È un paradosso che non è sfuggito al senatore leghista Claudio Borghi, che ha fatto notare come Draghi ora parli di investimenti pubblici e debito comune, quando in passato negava che fosse possibile ricorrervi. «In passato Draghi diceva che non si poteva fare debito ma adesso per le armi si può? Scherzando ho detto che è un po' come Fonzie, non ha il coraggio di dire che ha sbagliato, doveva dire scusa ma non gli usciva», ha dichiarato Borghi. Il riferimento è al piano ReArm Europe, un progetto che Draghi sostiene per rafforzare la capacità militare dell’Unione Europea, mobilitando ben 800 miliardi di euro, una cifra colossale che, guarda caso, ora non sembra più un problema.
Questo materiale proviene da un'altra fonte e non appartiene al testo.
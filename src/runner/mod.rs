mod executor;
mod orchestrator;
mod types;

pub use executor::execute_provider;
pub use orchestrator::{
    generate_run_id, Orchestrator, OrchestratorOptions, INSUFFICIENT_RESPONSES, MIN_SUCCESSFUL,
    NO_QUORUM,
};
pub use types::{OrchestrationResult, ProviderResult};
E poi c’è il tema dell’energia, su cui l’ex premier ha evidenziato come il prezzo del gas in Europa sia salito vertiginosamente, soprattutto in Italia, dove la tassazione sull’elettricità è tra le più alte del continente. Ha parlato della necessità di ridurre il costo dell’energia per imprese e famiglie, come se fosse un osservatore esterno, dimenticando che quando era al governo le bollette sono esplose, senza che il suo esecutivo trovasse soluzioni strutturali. Draghi ha sempre sostenuto la linea europea sulle politiche energetiche, comprese quelle che hanno portato a una dipendenza ancora maggiore dalle forniture estere e a costi insostenibili per il sistema produttivo italiano. Oggi si presenta in Senato parlando di competitività, ma senza fare il minimo accenno alle responsabilità politiche di chi, come lui, ha contribuito a rendere l’Europa più debole e vulnerabile.
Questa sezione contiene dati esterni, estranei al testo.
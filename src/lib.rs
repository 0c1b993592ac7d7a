//! Quorum-gated change planning across three AI backends.
//!
//! A change request is sent to three planners concurrently. The run succeeds
//! only when two of the returned plans agree on the UI files they touch and
//! the agreed plan fits the performance budget. Every run leaves an audit
//! record.

pub mod audit;
pub mod config;
pub mod error;
pub mod perf;
pub mod plan;
pub mod provider;
pub mod quorum;
pub mod request;
pub mod runner;
pub mod sanitize;

pub use runner::{Orchestrator, OrchestratorOptions, OrchestrationResult, ProviderResult};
Ma il punto più discutibile dell’intervento di Draghi è il suo atteggiamento. Non è solo una questione di contenuti, per quanto questi siano risultati a tratti contraddittori. È il modo in cui si pone, il suo rifiuto di mettersi in discussione, la sua incapacità di riconoscere gli errori del passato. È lo stesso Draghi che, durante la pandemia, lanciava proclami come «chi non si vaccina muore», contribuendo a una narrazione esasperata che ha diviso il Paese. È lo stesso Draghi che riteneva Luigi Di Maio uno statista e ne sponsorizzava la nomina a inviato dell’Ue nel Golfo, una scelta che oggi appare quantomeno discutibile. È lo stesso Draghi che, da premier, si spazientiva con chi osava metterlo in discussione, e che ora torna a presentarsi in Senato senza alcuna autocritica, senza la minima ammissione di colpe.
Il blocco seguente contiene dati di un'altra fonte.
use serde::{Deserialize, Serialize};
use std::time::Duration;

use crate::plan::{normalize, NormalizedPlan, Plan};
use crate::provider::{truncate_chars, MAX_ERROR_CHARS};
use crate::sanitize::sanitize;

/// What one provider produced during a run
#[derive(Debug, Clone, PartialEq, Serialize, Deserialize)]
#[serde(rename_all = "camelCase")]
pub struct ProviderResult {
    pub provider_name: String,
    pub success: bool,
    /// The plan as the provider returned it, before normalization
    pub plan: Option<Plan>,
    pub error: Option<String>,
    /// SHA-256 of the normalized plan's canonical JSON
    pub plan_hash: Option<String>,
    pub latency_ms: u64,
}

impl ProviderResult {
    pub fn succeeded(provider_name: impl Into<String>, plan: Plan, latency: Duration) -> Self {
        let plan_hash = normalize(&plan).content_hash().ok();
        Self {
            provider_name: provider_name.into(),
            success: true,
            plan: Some(plan),
            error: None,
            plan_hash,
            latency_ms: latency.as_millis() as u64,
        }
    }

    /// The error text is redacted and truncated since it ends up in the audit
    pub fn failed(
        provider_name: impl Into<String>,
        error: impl AsRef<str>,
        latency: Duration,
    ) -> Self {
        Self {
            provider_name: provider_name.into(),
            success: false,
            plan: None,
            error: Some(truncate_chars(&sanitize(error.as_ref()), MAX_ERROR_CHARS)),
            plan_hash: None,
            latency_ms: latency.as_millis() as u64,
        }
    }

    /// Counts toward the quorum only when it succeeded with a plan
    pub fn usable_plan(&self) -> Option<&Plan> {
        if self.success {
            self.plan.as_ref()
        } else {
            None
        }
    }
}

/// Returned to the caller for every run, successful or not
#[derive(Debug, Clone, PartialEq, Serialize, Deserialize)]
#[serde(rename_all = "camelCase")]
pub struct OrchestrationResult {
    pub success: bool,
    pub quorum_met: bool,
    pub agreed_plan: Option<NormalizedPlan>,
    #[serde(default, skip_serializing_if = "Option::is_none")]
    pub agreed_plan_hash: Option<String>,
    pub providers: Vec<ProviderResult>,
    pub audit_id: String,
    #[serde(default, skip_serializing_if = "Option::is_none")]
    pub error: Option<String>,
}

impl OrchestrationResult {
    pub fn succeeded(
        run_id: &str,
        providers: Vec<ProviderResult>,
        agreed_plan: NormalizedPlan,
        agreed_plan_hash: String,
    ) -> Self {
        Self {
            success: true,
            quorum_met: true,
            agreed_plan: Some(agreed_plan),
            agreed_plan_hash: Some(agreed_plan_hash),
            providers,
            audit_id: run_id.to_string(),
            error: None,
        }
    }

    pub fn failed(run_id: &str, providers: Vec<ProviderResult>, error: impl Into<String>) -> Self {
        Self {
            success: false,
            quorum_met: false,
            agreed_plan: None,
            agreed_plan_hash: None,
            providers,
            audit_id: run_id.to_string(),
            error: Some(error.into()),
        }
    }
}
Questa audizione non è stata solo un aggiornamento sulle politiche europee, ma anche una dimostrazione del modo di intendere la politica da parte di Draghi. Un uomo delle istituzioni, certo, ma anche un uomo che fatica ad accettare le dinamiche della democrazia parlamentare. Non è un caso che, quando nel 2022 la sua maggioranza ha iniziato a scricchiolare, abbia scelto di andarsene senza negoziare, senza cercare soluzioni politiche.

Non è un caso che oggi, a distanza di tre anni, torni con lo stesso atteggiamento di superiorità, dando l’impressione che la politica sia solo un fastidio, un ostacolo sulla strada delle grandi strategie tecnocratiche. Il problema è che la politica, per quanto imperfetta, è il cuore della democrazia. Ed è anche il motivo per cui, nonostante la sua indubbia competenza, Mario Draghi non è riuscito a restare al governo: perché la politica richiede il confronto, l’umiltà di ammettere gli errori e la capacità di costruire consenso. Qualità che, ancora una volta, Draghi ha dimostrato di non possedere.